Task to carry out.
Return the whole of the data exactly.

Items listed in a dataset
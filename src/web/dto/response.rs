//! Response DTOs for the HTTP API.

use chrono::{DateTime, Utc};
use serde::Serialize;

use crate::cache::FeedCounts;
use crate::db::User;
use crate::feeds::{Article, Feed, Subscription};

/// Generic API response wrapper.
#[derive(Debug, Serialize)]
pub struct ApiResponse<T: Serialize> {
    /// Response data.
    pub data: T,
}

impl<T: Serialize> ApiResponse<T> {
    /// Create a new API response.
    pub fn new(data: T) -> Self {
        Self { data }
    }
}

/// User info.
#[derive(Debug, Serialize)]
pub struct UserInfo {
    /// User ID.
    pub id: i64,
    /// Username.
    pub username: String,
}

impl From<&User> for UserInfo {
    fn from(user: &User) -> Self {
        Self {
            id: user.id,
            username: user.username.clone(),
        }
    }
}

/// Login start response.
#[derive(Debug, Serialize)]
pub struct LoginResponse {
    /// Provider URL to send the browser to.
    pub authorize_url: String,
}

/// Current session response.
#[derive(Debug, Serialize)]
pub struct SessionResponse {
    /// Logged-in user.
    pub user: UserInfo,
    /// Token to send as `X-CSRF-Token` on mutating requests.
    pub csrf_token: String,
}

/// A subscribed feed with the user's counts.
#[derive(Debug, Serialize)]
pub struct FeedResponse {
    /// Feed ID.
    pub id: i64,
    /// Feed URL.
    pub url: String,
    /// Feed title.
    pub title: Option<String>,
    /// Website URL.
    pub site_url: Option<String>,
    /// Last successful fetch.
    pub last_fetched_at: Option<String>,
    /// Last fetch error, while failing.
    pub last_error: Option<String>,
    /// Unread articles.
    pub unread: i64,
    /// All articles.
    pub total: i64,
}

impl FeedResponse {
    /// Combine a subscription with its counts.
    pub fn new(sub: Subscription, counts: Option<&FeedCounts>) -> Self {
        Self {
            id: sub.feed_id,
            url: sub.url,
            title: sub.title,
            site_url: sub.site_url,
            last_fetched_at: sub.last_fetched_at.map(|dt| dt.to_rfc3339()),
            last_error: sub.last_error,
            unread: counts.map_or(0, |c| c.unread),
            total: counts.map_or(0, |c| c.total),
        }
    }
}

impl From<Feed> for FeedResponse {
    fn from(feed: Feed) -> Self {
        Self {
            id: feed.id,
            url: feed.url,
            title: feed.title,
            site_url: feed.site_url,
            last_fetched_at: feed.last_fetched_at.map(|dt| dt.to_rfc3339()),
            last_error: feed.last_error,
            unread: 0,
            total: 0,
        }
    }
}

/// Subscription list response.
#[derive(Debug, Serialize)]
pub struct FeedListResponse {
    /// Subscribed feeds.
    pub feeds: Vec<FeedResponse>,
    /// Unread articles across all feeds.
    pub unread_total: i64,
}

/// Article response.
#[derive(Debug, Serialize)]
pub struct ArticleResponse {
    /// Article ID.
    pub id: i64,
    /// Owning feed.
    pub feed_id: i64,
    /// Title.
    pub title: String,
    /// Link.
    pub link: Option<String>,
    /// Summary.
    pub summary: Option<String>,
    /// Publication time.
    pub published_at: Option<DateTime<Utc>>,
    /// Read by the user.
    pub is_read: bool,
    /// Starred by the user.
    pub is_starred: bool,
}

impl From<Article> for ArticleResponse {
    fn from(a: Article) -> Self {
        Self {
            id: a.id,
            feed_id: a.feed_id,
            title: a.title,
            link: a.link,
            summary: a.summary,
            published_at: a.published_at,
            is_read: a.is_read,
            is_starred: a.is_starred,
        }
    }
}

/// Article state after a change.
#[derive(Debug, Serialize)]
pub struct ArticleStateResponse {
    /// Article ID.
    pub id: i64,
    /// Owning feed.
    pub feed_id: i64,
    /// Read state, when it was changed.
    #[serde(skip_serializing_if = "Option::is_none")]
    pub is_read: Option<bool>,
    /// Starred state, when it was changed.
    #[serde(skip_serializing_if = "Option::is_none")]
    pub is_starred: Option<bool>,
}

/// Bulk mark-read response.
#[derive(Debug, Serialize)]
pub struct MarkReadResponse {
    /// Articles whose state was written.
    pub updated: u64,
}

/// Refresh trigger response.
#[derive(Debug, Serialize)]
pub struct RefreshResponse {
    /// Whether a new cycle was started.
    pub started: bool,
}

Result for this exercise.
filename src/web/dto/response.rs
//! Response DTOs for the HTTP API.

use chrono::{DateTime, Utc};
use serde::Serialize;

use crate::cache::FeedCounts;
use crate::db::User;
use crate::feeds::{Article, Feed, Subscription};

/// Generic API response wrapper.
#[derive(Debug, Serialize)]
pub struct ApiResponse<T: Serialize> {
    /// Response data.
    pub data: T,
}

impl<T: Serialize> ApiResponse<T> {
    /// Create a new API response.
    pub fn new(data: T) -> Self {
        Self { data }
    }
}

/// User info.
#[derive(Debug, Serialize)]
pub struct UserInfo {
    /// User ID.
    pub id: i64,
    /// Username.
    pub username: String,
}

impl From<&User> for UserInfo {
    fn from(user: &User) -> Self {
        Self {
            id: user.id,
            username: user.username.clone(),
        }
    }
}

/// Login start response.
#[derive(Debug, Serialize)]
pub struct LoginResponse {
    /// Provider URL to send the browser to.
    pub authorize_url: String,
}

/// Current session response.
#[derive(Debug, Serialize)]
pub struct SessionResponse {
    /// Logged-in user.
    pub user: UserInfo,
    /// Token to send as `X-CSRF-Token` on mutating requests.
    pub csrf_token: String,
}

/// A subscribed feed with the user's counts.
#[derive(Debug, Serialize)]
pub struct FeedResponse {
    /// Feed ID.
    pub id: i64,
    /// Feed URL.
    pub url: String,
    /// Feed title.
    pub title: Option<String>,
    /// Website URL.
    pub site_url: Option<String>,
    /// Last successful fetch.
    pub last_fetched_at: Option<String>,
    /// Last fetch error, while failing.
    pub last_error: Option<String>,
    /// Unread articles.
    pub unread: i64,
    /// All articles.
    pub total: i64,
}

impl FeedResponse {
    /// Combine a subscription with its counts.
    pub fn new(sub: Subscription, counts: Option<&FeedCounts>) -> Self {
        Self {
            id: sub.feed_id,
            url: sub.url,
            title: sub.title,
            site_url: sub.site_url,
            last_fetched_at: sub.last_fetched_at.map(|dt| dt.to_rfc3339()),
            last_error: sub.last_error,
            unread: counts.map_or(0, |c| c.unread),
            total: counts.map_or(0, |c| c.total),
        }
    }
}

impl From<Feed> for FeedResponse {
    fn from(feed: Feed) -> Self {
        Self {
            id: feed.id,
            url: feed.url,
            title: feed.title,
            site_url: feed.site_url,
            last_fetched_at: feed.last_fetched_at.map(|dt| dt.to_rfc3339()),
            last_error: feed.last_error,
            unread: 0,
            total: 0,
        }
    }
}

/// Subscription list response.
#[derive(Debug, Serialize)]
pub struct FeedListResponse {
    /// Subscribed feeds.
    pub feeds: Vec<FeedResponse>,
    /// Unread articles across all feeds.
    pub unread_total: i64,
}

/// Article response.
#[derive(Debug, Serialize)]
pub struct ArticleResponse {
    /// Article ID.
    pub id: i64,
    /// Owning feed.
    pub feed_id: i64,
    /// Title.
    pub title: String,
    /// Link.
    pub link: Option<String>,
    /// Summary.
    pub summary: Option<String>,
    /// Publication time.
    pub published_at: Option<DateTime<Utc>>,
    /// Read by the user.
    pub is_read: bool,
    /// Starred by the user.
    pub is_starred: bool,
}

impl From<Article> for ArticleResponse {
    fn from(a: Article) -> Self {
        Self {
            id: a.id,
            feed_id: a.feed_id,
            title: a.title,
            link: a.link,
            summary: a.summary,
            published_at: a.published_at,
            is_read: a.is_read,
            is_starred: a.is_starred,
        }
    }
}

/// Article state after a change.
#[derive(Debug, Serialize)]
pub struct ArticleStateResponse {
    /// Article ID.
    pub id: i64,
    /// Owning feed.
    pub feed_id: i64,
    /// Read state, when it was changed.
    #[serde(skip_serializing_if = "Option::is_none")]
    pub is_read: Option<bool>,
    /// Starred state, when it was changed.
    #[serde(skip_serializing_if = "Option::is_none")]
    pub is_starred: Option<bool>,
}

/// Bulk mark-read response.
#[derive(Debug, Serialize)]
pub struct MarkReadResponse {
    /// Articles whose state was written.
    pub updated: u64,
}

/// Refresh trigger response.
#[derive(Debug, Serialize)]
pub struct RefreshResponse {
    /// Whether a new cycle was started.
    pub started: bool,
}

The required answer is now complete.